29 nov. 2013

El juego de Ender: la película



Tras muchos anuncios de la adaptación cinematográfica de El juego de Ender que al final quedaban en nada, este año por fin hemos podido ver en pantalla grande a la grandísima obra de Orson Scott Card.

El juego de Ender nos traslada a un futuro no muy lejano en el que La Tierra ha sobrevivido al ataque de una raza alienígena llamada insectores por su parecido con los insectos. Ante el peligro de un nuevo ataque que borre a toda la humanidad del mapa la Flota Internacional busca al futuro líder. Para ello entrenará a los soldados con los reflejos más rápidos, a los más imaginativos… y esos soldados serán sólo unos niños.

Andrew Ender Wiggin es uno de esos niños. El tercer hijo de unos padres que viven en una sociedad que restringe la natalidad a dos hijos por el exceso de población y que parece que es el equilibrio perfecto: menos agresivo que su hermano Peter y menos compasivo que su hermana Valentine. Ender se entrenará con el resto de chavales en la Escuela de Batalla intentando superar todas las pruebas y trampas que aparecen en su camino, y también intentado sobrevivir al proceso. 

Después de tanto tiempo esperando con ganas esta adaptación, a la hora de la verdad entré con miedo en el cine. Me temía un auténtico destrozo de la historia, y si bien no ha sido completamente así, mi temor a que no se atrevieran a llevar la dureza de la historia de Orson Scott Card se cumplió y con creces, dándonos una versión más edulcorada. Aún así, no salí espantada del cine.

Asa Butterfield, el joven actor que encarna a Ender, convence y mucho. Harrison Ford consigue una actuación pasable del Coronel Graff. Viola Davis no ha tenido suerte con el guión, con una versión del Mayor Anderson muy blanda. De Ben Kingsley te quedas con ganas de más por lo insuficiente de su aparición. Los actores que encarnan a los chavales bastante bien, como Abigail Breslin y Hailee Steinfeld. Mal la elección de Moises Arias, cuya actuación de Bonzo Madrid roza lo esperpéntico. 

El aspecto visual y técnico de la película es impecable. Las batallas entre las escuadras en la sala ingrávida son sencillamente espectaculares y la razón más poderosa por la que ver la película en el cine.

Pero, y es un pero del tamaño de una catedral, no han tenido el valor de adaptar El juego de Ender con toda su crudeza. Ni se lleva al límite de lo que puede resistir un ser humano con Ender ni se muestra la crudeza de la Escuela de Batalla. De hecho, una escena crucial en el libro que sólo diremos que transcurre en unas duchas para no destrozar la historia a nadie se convierte en un accidente. Si se aumenta la edad de los actores, aprovéchalo para rodar las escenas más crudas porque si no lo haces el espectador no entiende quién es Ender y lo que ha ocurrido para llegar a ser como es.

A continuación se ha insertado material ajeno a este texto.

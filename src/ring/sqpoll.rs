/*!
 * SQ Poll Thread State
 * Submission polling thread record, readable while the thread exits
 */

use crate::core::sync::RcuOption;
use crate::core::types::{CpuId, Pid, ABSENT_ID};
use std::sync::atomic::{AtomicI32, AtomicU64, Ordering};
use std::sync::Arc;

/// The polling thread itself (the `task_struct` side)
#[derive(Debug)]
pub struct SqThread {
    tid: Pid,
    utime_us: AtomicU64,
    stime_us: AtomicU64,
}

impl SqThread {
    pub fn new(tid: Pid) -> Self {
        Self {
            tid,
            utime_us: AtomicU64::new(0),
            stime_us: AtomicU64::new(0),
        }
    }

    #[inline]
    pub fn tid(&self) -> Pid {
        self.tid
    }

    /// Account CPU time, split into user and system time
    pub fn account(&self, utime_us: u64, stime_us: u64) {
        self.utime_us.fetch_add(utime_us, Ordering::Relaxed);
        self.stime_us.fetch_add(stime_us, Ordering::Relaxed);
    }

    /// Cumulative CPU time in microseconds
    pub fn cpu_usec(&self) -> u64 {
        self.utime_us
            .load(Ordering::Relaxed)
            .saturating_add(self.stime_us.load(Ordering::Relaxed))
    }
}

/// Values reported for the SQ poll thread
#[derive(Debug, Clone, Copy, PartialEq, Eq)]
pub struct SqPollStatus {
    pub pid: Pid,
    pub cpu: CpuId,
    pub total_time: u64,
    pub work_time: u64,
}

impl SqPollStatus {
    /// No thread, or the ring is not in SQPOLL mode
    pub const ABSENT: SqPollStatus = SqPollStatus {
        pid: ABSENT_ID,
        cpu: ABSENT_ID,
        total_time: 0,
        work_time: 0,
    };
}

impl Default for SqPollStatus {
    fn default() -> Self {
        Self::ABSENT
    }
}

/// Shared SQ poll data (`io_sq_data`)
#[derive(Debug)]
pub struct SqPollData {
    thread: RcuOption<SqThread>,
    task_pid: AtomicI32,
    sq_cpu: AtomicI32,
    work_time: AtomicU64,
}

impl SqPollData {
    pub fn new() -> Self {
        Self {
            thread: RcuOption::empty(),
            task_pid: AtomicI32::new(ABSENT_ID),
            sq_cpu: AtomicI32::new(ABSENT_ID),
            work_time: AtomicU64::new(0),
        }
    }

    /// Publish a started thread
    pub fn attach(&self, tid: Pid, cpu: CpuId) -> Arc<SqThread> {
        let thread = Arc::new(SqThread::new(tid));
        self.task_pid.store(tid, Ordering::Relaxed);
        self.sq_cpu.store(cpu, Ordering::Relaxed);
        self.thread.store_arc(thread.clone());
        thread
    }

    /// Thread exit; readers holding a reference keep it alive
    pub fn detach(&self) -> Option<Arc<SqThread>> {
        self.thread.take()
    }

    /// Temporary reference to the thread, None if it exited
    #[inline]
    pub fn thread(&self) -> Option<Arc<SqThread>> {
        self.thread.load()
    }

    pub fn add_work_time(&self, usec: u64) {
        self.work_time.fetch_add(usec, Ordering::Relaxed);
    }

    /// Snapshot for reporting
    ///
    /// Takes a reference to the thread for the duration of the CPU time
    /// read; if the thread already exited the absent sentinels are returned.
    pub fn status(&self) -> SqPollStatus {
        match self.thread() {
            Some(thread) => {
                let usec = thread.cpu_usec();
                drop(thread);
                SqPollStatus {
                    pid: self.task_pid.load(Ordering::Relaxed),
                    cpu: self.sq_cpu.load(Ordering::Relaxed),
                    total_time: usec,
                    work_time: self.work_time.load(Ordering::Relaxed),
                }
            }
            None => SqPollStatus::ABSENT,
        }
    }
}

impl Default for SqPollData {
    fn default() -> Self {
        Self::new()
    }
}
/*!
 * Registered Resource Tables
 * Fixed-size file and buffer tables indexed by a user-chosen slot number
 */

use crate::core::errors::{RingError, RingResult};
use parking_lot::RwLock;
use std::path::{Path, PathBuf};
use std::sync::Arc;

/// Characters escaped when printing a registered file's path
/// [LINUX-COMPAT] seq_file_path(m, f, " \t\n\\")
pub const PATH_ESCAPE_CHARS: &str = " \t\n\\";

/// Escape a path for line-oriented output
///
/// Characters in `esc` and any other control character become a
/// backslash followed by three octal digits, like the kernel's
/// `mangle_path`. Multi-byte characters pass through unchanged.
pub fn mangle_path(path: &str, esc: &str) -> String {
    let mut out = String::with_capacity(path.len());
    for c in path.chars() {
        if esc.contains(c) || c.is_ascii_control() {
            out.push_str(&format!("\\{:03o}", c as u32));
        } else {
            out.push(c);
        }
    }
    out
}

/// File installed in the registered file table
#[derive(Debug, Clone, PartialEq, Eq)]
pub struct RegisteredFile {
    path: PathBuf,
}

impl RegisteredFile {
    pub fn new(path: impl Into<PathBuf>) -> Self {
        Self { path: path.into() }
    }

    pub fn path(&self) -> &Path {
        &self.path
    }

    /// Path resolved for display, with separators and control chars escaped
    pub fn display_path(&self) -> String {
        mangle_path(&self.path.to_string_lossy(), PATH_ESCAPE_CHARS)
    }
}

/// Pinned user buffer (`io_mapped_ubuf`)
#[derive(Debug, Clone, Copy, PartialEq, Eq)]
pub struct MappedBuf {
    pub ubuf: u64,
    pub len: u32,
}

/// Fixed-size slot table; a slot may be empty
pub struct SlotTable<T> {
    name: &'static str,
    slots: RwLock<Vec<Option<T>>>,
}

impl<T: Clone> SlotTable<T> {
    pub fn new(name: &'static str, nr: u32) -> Self {
        Self {
            name,
            slots: RwLock::new(vec![None; nr as usize]),
        }
    }

    /// Number of slots, occupied or not
    pub fn len(&self) -> u32 {
        self.slots.read().len() as u32
    }

    pub fn is_empty(&self) -> bool {
        self.slots.read().is_empty()
    }

    /// Number of occupied slots
    pub fn occupied(&self) -> u32 {
        self.slots.read().iter().filter(|s| s.is_some()).count() as u32
    }

    /// Install a value, replacing any previous one
    pub fn set(&self, index: u32, value: T) -> RingResult<Option<T>> {
        let mut slots = self.slots.write();
        let len = slots.len() as u32;
        let slot = slots
            .get_mut(index as usize)
            .ok_or_else(|| RingError::SlotOutOfRange {
                table: self.name.to_string(),
                index,
                len,
            })?;
        Ok(slot.replace(value))
    }

    /// Empty a slot
    pub fn clear(&self, index: u32) -> Option<T> {
        self.slots.write().get_mut(index as usize)?.take()
    }

    pub fn get(&self, index: u32) -> Option<T> {
        self.slots.read().get(index as usize)?.clone()
    }

    /// Visit every slot in index order; stops on the first error
    pub fn try_for_each<E, F>(&self, mut f: F) -> Result<(), E>
    where
        F: FnMut(u32, Option<&T>) -> Result<(), E>,
    {
        for (i, slot) in self.slots.read().iter().enumerate() {
            f(i as u32, slot.as_ref())?;
        }
        Ok(())
    }
}

impl<T> std::fmt::Debug for SlotTable<T> {
    fn fmt(&self, f: &mut std::fmt::Formatter<'_>) -> std::fmt::Result {
        f.debug_struct("SlotTable")
            .field("name", &self.name)
            .field("len", &self.slots.read().len())
            .finish()
    }
}

/// Registered file table
pub type FileTable = SlotTable<Arc<RegisteredFile>>;

/// Registered buffer table
pub type BufTable = SlotTable<MappedBuf>;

La duda que me surge es cómo debe ser ver esta película sin haber leído el libro antes. Mi sensación es que iba muy rápido, aunque creo que eso es imposible de evitar ya que no puedes hacer una película de cinco horas, pero ¿realmente alguien de nuevas sigue completamente la historia? ¿Se capta cómo se forma Ender, cómo lo influyen sus relaciones familiares, con sus otros compañeros, con sus superiores? Agradecería a quien lea esta entrada y esté en este caso que me comentara.

En fin, me alegra que el cine se acerque a la ciencia ficción y espero que cada vez se acerque más, pero con valentía para contar historias que tal vez ofendan a gente con moralidades extremas, porque tal y como lo están haciendo consiguen películas correctas, pero no de sobresaliente. De un 6.5 sobre 10.